The basic types for data languages are (default | key | data | comment)
.
Programming languages may differentiate between line and stream comments and treat documentation comments as distinct from other comments.
Documentation comments may be marked up with documentation keywords.
The additional attributes commonly used are (line | documentation | keyword | taskmarker)
.
Programming and assembler languages contain a rich set of literals including numbers like 7
and 3.89e23
; "string\n"
; and nullptr
and differentiating between these is often wanted.
The common literal types are (numeric | boolean | string | regex | date | time | uuid | nil | compound)
.
Numeric literal types are subdivided into (integer | real)
.
String literal types may add (perhaps multiple) further attributes from (heredoc | character | escapesequence | interpolated | multiline | raw)
.
An escape sequence within an interpolated heredoc may thus be literal string heredoc escapesequence
.
attribute | Markup attribute |
basic | Embedded Basic |
boolean | True or false literal |
character | Single character literal as opposed to a string literal |
client | Script executed on client |
comment | The standard comment type in a language: may be stream or line |
compound | Literal containing multiple subliterals such as a tuple or complex number |
data | A value in a data file |
date | Literal representing a data such as '19/November/1975' |
default | Starting state commonly also used for white space |
documentation | Comment that can be extracted into documentation |
error | State indicating an invalid or erroneous element |
escapesequence | Parts of a string that are not literal such as '\t' for tab in C |
heredoc | Lengthy text literal marked by a word at both ends |
identifier | Name that identifies an object or class of object |
inactive | Code that is not currently interpreted |
instruction | Mnemonic in assembler languages like 'addc' |
integer | Numeric literal with no fraction or exponent like '738' |
interpolated | String that can contain expressions |
javascript | Embedded Javascript |
key | Element which allows finding associated data |
keyword | Reserved word with special meaning like 'while' |
label | Destination for jumps in programming and assembler languages |
line | Differentiates between stream comments and line comments in languages that have both |
literal | Fixed value in source code |
multiline | Differentiates between single line and multiline elements, commonly strings |
nil | Literal for the null pointer such as nullptr in C++ or NULL in C |
numeric | Literal number like '16' |
operator | Punctuation character such as '&' or '[' |
php | Embedded PHP |
predefined | Style in the range 32.39 that is used for non-lexical purposes |
preprocessor | Element that is recognized in an early stage of translation |
python | Embedded Python |
raw | String type that avoids interpretation: may be used for regular expressions in languages without a specific regex type |
real | Numeric literal which may have a fraction or exponent like '3.84e-15' |
regex | Regular expression literal like '^[a-z]+' |
register | CPU register in assembler languages |
server | Script executed on server |
string | Sequence of characters |
tag | Markup tag like '<br />' |
taskmarker | Word in comment that marks future work like 'FIXME' |
time | Literal representing a time such as '9:34:31' |
unused | Style that is not currently used |
uuid | Universally unique identifier often used in interface definition files which may look like '{098f2470-bae0-11cd-b579-08002b30bfeb}' |
Each element in this scheme may be extended in the future.
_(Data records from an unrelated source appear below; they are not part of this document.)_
// Sample catalog for a fresh store

use crate::backend::Backend;
use crate::error::Result;
use crate::models::{Category, Product, Schema};
use crate::record::Fields;
use crate::store::Store;
use serde_json::{Value, json};
use tracing::info;

/// (title, description, price, original price, category, icon, image, badge, stock, rating, reviews)
type ProductRow = (&'static str, &'static str, f64, f64, &'static str, &'static str, &'static str, &'static str, i64, f64, u32);

const SAMPLE_PRODUCTS: &[ProductRow] = &[
    ("Sony WH-1000XM5", "Premium quality wireless headphones with noise cancellation", 199.99, 249.99, "electronics", "fas fa-headphones", "images/products/mx5.jpg", "Sale", 50, 4.5, 128),
    ("Smart Fitness Watch", "Track your fitness goals with this advanced smartwatch", 299.99, 349.99, "electronics", "fas fa-clock", "images/products/smartwatch.jpeg", "New", 25, 4.8, 89),
    ("Cotton T-Shirt", "Comfortable and stylish cotton t-shirt for everyday wear", 29.99, 39.99, "fashion", "fas fa-tshirt", "images/products/cloths.jpeg", "Sale", 100, 4.2, 45),
    ("Denim Jeans", "Classic blue denim jeans with perfect fit", 79.99, 99.99, "fashion", "fas fa-user-tie", "images/products/jeans.jpeg", "Popular", 75, 4.3, 67),
    ("Coffee Maker", "Automatic coffee maker for your perfect morning brew", 149.99, 179.99, "home", "fas fa-coffee", "images/products/coffeemaker.jpeg", "Sale", 30, 4.6, 92),
    ("Garden Tools Set", "Complete set of gardening tools for your backyard", 89.99, 119.99, "home", "fas fa-seedling", "images/products/gardentoolset.jpeg", "Bundle", 20, 4.4, 34),
    ("Yoga Mat", "Non-slip yoga mat for your fitness routine", 49.99, 69.99, "sports", "fas fa-dumbbell", "images/products/yogamat.jpeg", "Sale", 60, 4.1, 56),
    ("Running Shoes", "Comfortable running shoes with advanced cushioning", 129.99, 159.99, "sports", "fas fa-running", "images/products/sportshoes.jpeg", "New", 40, 4.7, 78),
    ("Laptop Stand", "Adjustable laptop stand for better ergonomics", 39.99, 49.99, "electronics", "fas fa-laptop", "images/products/stand.jpeg", "Sale", 35, 4.0, 23),
    ("Winter Jacket", "Warm and stylish winter jacket for cold weather", 159.99, 199.99, "fashion", "fas fa-user", "images/products/jacket.jpeg", "Winter", 15, 4.5, 41),
    ("Air Purifier", "HEPA air purifier for clean indoor air", 199.99, 249.99, "home", "fas fa-wind", "images/products/air.jpeg", "Health", 12, 4.8, 67),
    ("Basketball", "Official size basketball for indoor and outdoor play", 24.99, 34.99, "sports", "fas fa-basketball-ball", "images/products/balls.jpeg", "Sale", 80, 4.2, 29),
    ("Jet2Holidays airplane merch", "Nothing beats a Jet2 holiday", 5.99, 12.99, "electronics", "fas fa-airplane", "images/products/jet2holiday.jpg", "Easter Egg", 999, 9.11, 100),
    ("Google Play GiftCard", "DO NOT REDEEM THE CARD", 99.99, 129.99, "electronics", "fas fa-credit-card", "images/products/google_giftcard.jpg", "Easter Egg", 999, 10.0, 1),
    ("Sport Shoe", "Recommended by Fared", 99.99, 129.99, "sports", "fas fa-shoe-prints", "images/products/toe.jpeg", "Easter Egg", 999, 10.0, 1),
];

/// (name, slug, icon, description)
const SAMPLE_CATEGORIES: &[(&str, &str, &str, &str)] = &[
    ("Electronics", "electronics", "fas fa-laptop", "Latest gadgets and electronic devices"),
    ("Fashion", "fashion", "fas fa-tshirt", "Trendy clothing and accessories"),
    ("Home & Garden", "home", "fas fa-home", "Everything for your home and garden"),
    ("Sports", "sports", "fas fa-dumbbell", "Sports equipment and fitness gear"),
];

/// Seed products and categories into whichever of the two tables is empty
///
/// Returns the number of records created. Tables that already hold records
/// are left alone, so seeding twice is harmless.
pub fn seed_sample_data<B: Backend>(store: &mut Store<B>) -> Result<usize> {
    let mut created = 0;

    if store.read(Product::table_name())?.is_empty() {
        for row in SAMPLE_PRODUCTS {
            store.create(Product::table_name(), product_fields(row))?;
            created += 1;
        }
    }

    if store.read(Category::table_name())?.is_empty() {
        for &(name, slug, icon, description) in SAMPLE_CATEGORIES {
            let fields = json!({
                "name": name,
                "slug": slug,
                "icon": icon,
                "description": description,
                "productCount": 0,
            });
            store.create(Category::table_name(), into_fields(fields))?;
            created += 1;
        }
    }

    info!(created, "Seeded sample data");
    Ok(created)
}

/// Clear every table and seed the sample catalog again
///
/// Returns the number of records created.
pub fn reset_sample_data<B: Backend>(store: &mut Store<B>) -> Result<usize> {
    store.clear_all()?;
    seed_sample_data(store)
}

fn product_fields(row: &ProductRow) -> Fields {
    let &(title, description, price, original_price, category, icon, image, badge, stock, rating, reviews) = row;
    into_fields(json!({
        "title": title,
        "description": description,
        "price": price,
        "originalPrice": original_price,
        "category": category,
        "icon": icon,
        "image": image,
        "badge": badge,
        "inStock": stock > 0,
        "stock": stock,
        "rating": rating,
        "reviews": reviews,
    }))
}

fn into_fields(value: Value) -> Fields {
    match value {
        Value::Object(map) => map,
        _ => Fields::new(),
    }
}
This may be done by revising this document to provide a common approach to new features. Individual lexers may also choose to expose unique language features through new tags.
Tags could be exposed directly in user interfaces or configuration languages.
However, an application may also translate these to match its naming schema.
Capitalization and punctuation could be different (like Here-Doc
instead of heredoc
),
terminology changed ("constant" instead of "literal"),
or human language changed from English to Chinese or Spanish.
Starting from a common set of tags makes these modifications tractable.
The C++ lexer (for example) has inactive states and dynamically allocated substyles. These should be exposed through the metadata mechanism but are not currently.